### Work required
Please write out, exactly as given, every line of the entries below up to and including the line with "On the board".

======

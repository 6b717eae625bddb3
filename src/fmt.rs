// Copyright (c) 2025 Kevin Thomas
// Licensed under the MIT License. See LICENSE file in the project root for full license information.

//! Logging macros shared by the library modules.
//!
//! On the board (`target_os = "none"`) every macro forwards to `defmt`, which
//! ships frames over RTT. Host builds (unit and property tests) have no defmt
//! logger to link against, so the macros only borrow their arguments there.
//!
//! Format strings must stay within the subset `defmt` and `core::fmt` share
//! (plain `{}` placeholders).

#![macro_use]
#![allow(unused_macros)]

macro_rules! trace {
    ($s:literal $(, $x:expr)* $(,)?) => {
        {
            #[cfg(target_os = "none")]
            ::defmt::trace!($s $(, $x)*);
            #[cfg(not(target_os = "none"))]
            let _ = ($( & $x ),*);
        }
    };
}

macro_rules! debug {
    ($s:literal $(, $x:expr)* $(,)?) => {
        {
            #[cfg(target_os = "none")]
            ::defmt::debug!($s $(, $x)*);
            #[cfg(not(target_os = "none"))]
            let _ = ($( & $x ),*);
        }
    };
}

macro_rules! info {
    ($s:literal $(, $x:expr)* $(,)?) => {
        {
            #[cfg(target_os = "none")]
            ::defmt::info!($s $(, $x)*);
            #[cfg(not(target_os = "none"))]
            let _ = ($( & $x ),*);
        }
    };
}

macro_rules! warn {
    ($s:literal $(, $x:expr)* $(,)?) => {
        {
            #[cfg(target_os = "none")]
            ::defmt::warn!($s $(, $x)*);
            #[cfg(not(target_os = "none"))]
            let _ = ($( & $x ),*);
        }
    };
}
// Copyright (c) 2025 Kevin Thomas
// Licensed under the MIT License. See LICENSE file in the project root for full license information.

//! Moore state table for the intersection.
//!
//! Each state fixes the vehicle lamps, the pedestrian lamps and how long they
//! stay lit. After the dwell the sensor word (0..8) picks the successor
//! directly from the state's transition row.
//!
//! # States
//!
//! ```text
//!  GoWest ──► SlowWest ──► GoSouth ──► SlowSouth ──► GoWest
//!                 │                        │
//!                 └──────► GoWalk ◄────────┘
//!                            │
//!          AllRed ─► WalkOff ─► AllRed2 ─► WalkOff2 ─► GoWest / GoSouth / GoWalk
//! ```
//!
//! The four states after `GoWalk` flash the don't-walk lamp before traffic
//! resumes. A pedestrian arriving during the flash sends the machine back to
//! `GoWalk`.
//!
//! # Validation
//!
//! The table is checked at compile time by [`validate`]. A row that lights
//! conflicting greens, shows walk without an all-red, or leaves a signal head
//! dark stops the build.

use crate::config::{DWELL_TICK_MS, SENSOR_COMBINATIONS};
use crate::signal::{PedestrianSignal, SensorInput, TrafficLights};

/// Number of states in the table
pub const STATE_COUNT: usize = 9;

/// Identifier of a table row.
///
/// Successors are stored as `StateId`, so every transition names a row that
/// exists.
#[derive(Debug, Clone, Copy, PartialEq, Eq, Hash)]
#[cfg_attr(target_os = "none", derive(defmt::Format))]
#[repr(u8)]
pub enum StateId {
    /// East/west green
    GoWest = 0,
    /// East/west yellow
    SlowWest = 1,
    /// North/south green
    GoSouth = 2,
    /// North/south yellow
    SlowSouth = 3,
    /// All vehicles red, walk lit
    GoWalk = 4,
    /// Don't walk on (flash phase 1)
    AllRed = 5,
    /// Pedestrian lamps off (flash phase 1)
    WalkOff = 6,
    /// Don't walk on (flash phase 2)
    AllRed2 = 7,
    /// Pedestrian lamps off, then resume traffic
    WalkOff2 = 8,
}

impl StateId {
    /// Every state, in table order
    pub const ALL: [StateId; STATE_COUNT] = [
        StateId::GoWest,
        StateId::SlowWest,
        StateId::GoSouth,
        StateId::SlowSouth,
        StateId::GoWalk,
        StateId::AllRed,
        StateId::WalkOff,
        StateId::AllRed2,
        StateId::WalkOff2,
    ];

    /// State the controller starts in after reset
    pub const INITIAL: StateId = StateId::GoWest;

    pub const fn index(self) -> usize {
        self as usize
    }

    pub const fn from_index(index: usize) -> Option<Self> {
        if index < STATE_COUNT {
            Some(Self::ALL[index])
        } else {
            None
        }
    }
}

/// One row of the state table.
#[derive(Debug, Clone, Copy, PartialEq, Eq)]
pub struct State {
    /// Raw value for the traffic light port
    pub light_output: u8,
    /// Raw value for the pedestrian port
    pub pedestrian_output: u8,
    /// Dwell in `DWELL_TICK_MS` ticks
    pub dwell_ticks: u16,
    /// Successor for each sensor word
    pub next: [StateId; SENSOR_COMBINATIONS],
}

impl State {
    pub const fn dwell_ms(&self) -> u32 {
        self.dwell_ticks as u32 * DWELL_TICK_MS
    }

    pub const fn next_state(&self, input: SensorInput) -> StateId {
        self.next[input.index()]
    }

    pub const fn lights(&self) -> TrafficLights {
        TrafficLights::decode(self.light_output)
    }

    pub const fn pedestrian(&self) -> PedestrianSignal {
        PedestrianSignal::decode(self.pedestrian_output)
    }
}

/// A complete state table, one row per [`StateId`].
pub type Table = [State; STATE_COUNT];

/// Reasons a state table is unsafe to run.
#[derive(Debug, Clone, Copy, PartialEq, Eq, thiserror::Error)]
#[cfg_attr(target_os = "none", derive(defmt::Format))]
pub enum TableError {
    #[error("{state:?} lets both directions move at once")]
    ConflictingGreen { state: StateId },
    #[error("{state:?} shows walk while vehicles may move")]
    WalkWithoutAllRed { state: StateId },
    #[error("{state:?} does not light exactly one lamp per direction")]
    MalformedLights { state: StateId },
    #[error("{state:?} lights walk and don't walk together")]
    AmbiguousPedestrian { state: StateId },
    #[error("{state:?} has no dwell time")]
    ZeroDwell { state: StateId },
}

use StateId::{AllRed, AllRed2, GoSouth, GoWalk, GoWest, SlowSouth, SlowWest, WalkOff, WalkOff2};

const TABLE: Table = [
    // GoWest: E/W green, N/S red
    State {
        light_output: 0x0C,
        pedestrian_output: 0x02,
        dwell_ticks: 100,
        next: [GoWest, GoWest, SlowWest, SlowWest, SlowWest, SlowWest, SlowWest, SlowWest],
    },
    // SlowWest: E/W yellow, N/S red
    State {
        light_output: 0x14,
        pedestrian_output: 0x02,
        dwell_ticks: 50,
        next: [GoSouth, GoSouth, GoSouth, GoSouth, GoWalk, GoWalk, GoWalk, GoSouth],
    },
    // GoSouth: E/W red, N/S green
    State {
        light_output: 0x21,
        pedestrian_output: 0x02,
        dwell_ticks: 100,
        next: [GoSouth, SlowSouth, GoSouth, SlowSouth, SlowSouth, SlowSouth, SlowSouth, SlowSouth],
    },
    // SlowSouth: E/W red, N/S yellow
    State {
        light_output: 0x22,
        pedestrian_output: 0x02,
        dwell_ticks: 50,
        next: [GoWest, GoWest, GoWest, GoWest, GoWalk, GoWalk, GoWalk, GoWalk],
    },
    // GoWalk: all red, walk
    State {
        light_output: 0x24,
        pedestrian_output: 0x08,
        dwell_ticks: 100,
        next: [GoWalk, AllRed, AllRed, AllRed, GoWalk, AllRed, AllRed, AllRed],
    },
    // AllRed: all red, don't walk
    State {
        light_output: 0x24,
        pedestrian_output: 0x02,
        dwell_ticks: 25,
        next: [WalkOff, WalkOff, WalkOff, WalkOff, GoWalk, WalkOff, WalkOff, WalkOff],
    },
    // WalkOff: all red, pedestrian dark
    State {
        light_output: 0x24,
        pedestrian_output: 0x00,
        dwell_ticks: 10,
        next: [AllRed2, AllRed2, AllRed2, AllRed2, GoWalk, AllRed2, AllRed2, AllRed2],
    },
    // AllRed2: all red, don't walk
    State {
        light_output: 0x24,
        pedestrian_output: 0x02,
        dwell_ticks: 25,
        next: [WalkOff2, WalkOff2, WalkOff2, WalkOff2, GoWalk, WalkOff2, WalkOff2, WalkOff2],
    },
    // WalkOff2: all red, pedestrian dark
    State {
        light_output: 0x24,
        pedestrian_output: 0x00,
        dwell_ticks: 10,
        next: [GoWest, GoWest, GoSouth, GoWest, GoWalk, GoWest, GoSouth, GoWest],
    },
];

const _: () = {
    if validate(&TABLE).is_err() {
        panic!("traffic light state table violates a safety rule");
    }
};

/// The intersection's state table.
pub static FSM: Table = TABLE;

/// Checks every row of `table` against the intersection's safety rules.
///
/// Returns the first violation in table order.
pub const fn validate(table: &Table) -> Result<(), TableError> {
    let mut i = 0;
    while i < STATE_COUNT {
        let state = StateId::ALL[i];
        let row = &table[i];
        let lights = row.lights();

        if !lights.is_well_formed() {
            return Err(TableError::MalformedLights { state });
        }
        if !lights.is_conflict_free() {
            return Err(TableError::ConflictingGreen { state });
        }
        match row.pedestrian() {
            PedestrianSignal::Ambiguous => {
                return Err(TableError::AmbiguousPedestrian { state });
            }
            PedestrianSignal::Walk if !lights.is_all_red() => {
                return Err(TableError::WalkWithoutAllRed { state });
            }
            _ => {}
        }
        if row.dwell_ticks == 0 {
            return Err(TableError::ZeroDwell { state });
        }
        i += 1;
    }
    Ok(())
}

/// Row of the state table for `state`.
pub fn row(state: StateId) -> &'static State {
    &FSM[state.index()]
}

/// Successor of `state` when the sensors read `input`.
pub fn transition(state: StateId, input: SensorInput) -> StateId {
    row(state).next_state(input)
}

======

### Solution to this problem
repository 6b717eae625bddb3
filename src/fmt.rs
// Copyright (c) 2025 Kevin Thomas
// Licensed under the MIT License. See LICENSE file in the project root for full license information.

//! Logging macros shared by the library modules.
//!
//! On the board (`target_os = "none"`) every macro forwards to `defmt`, which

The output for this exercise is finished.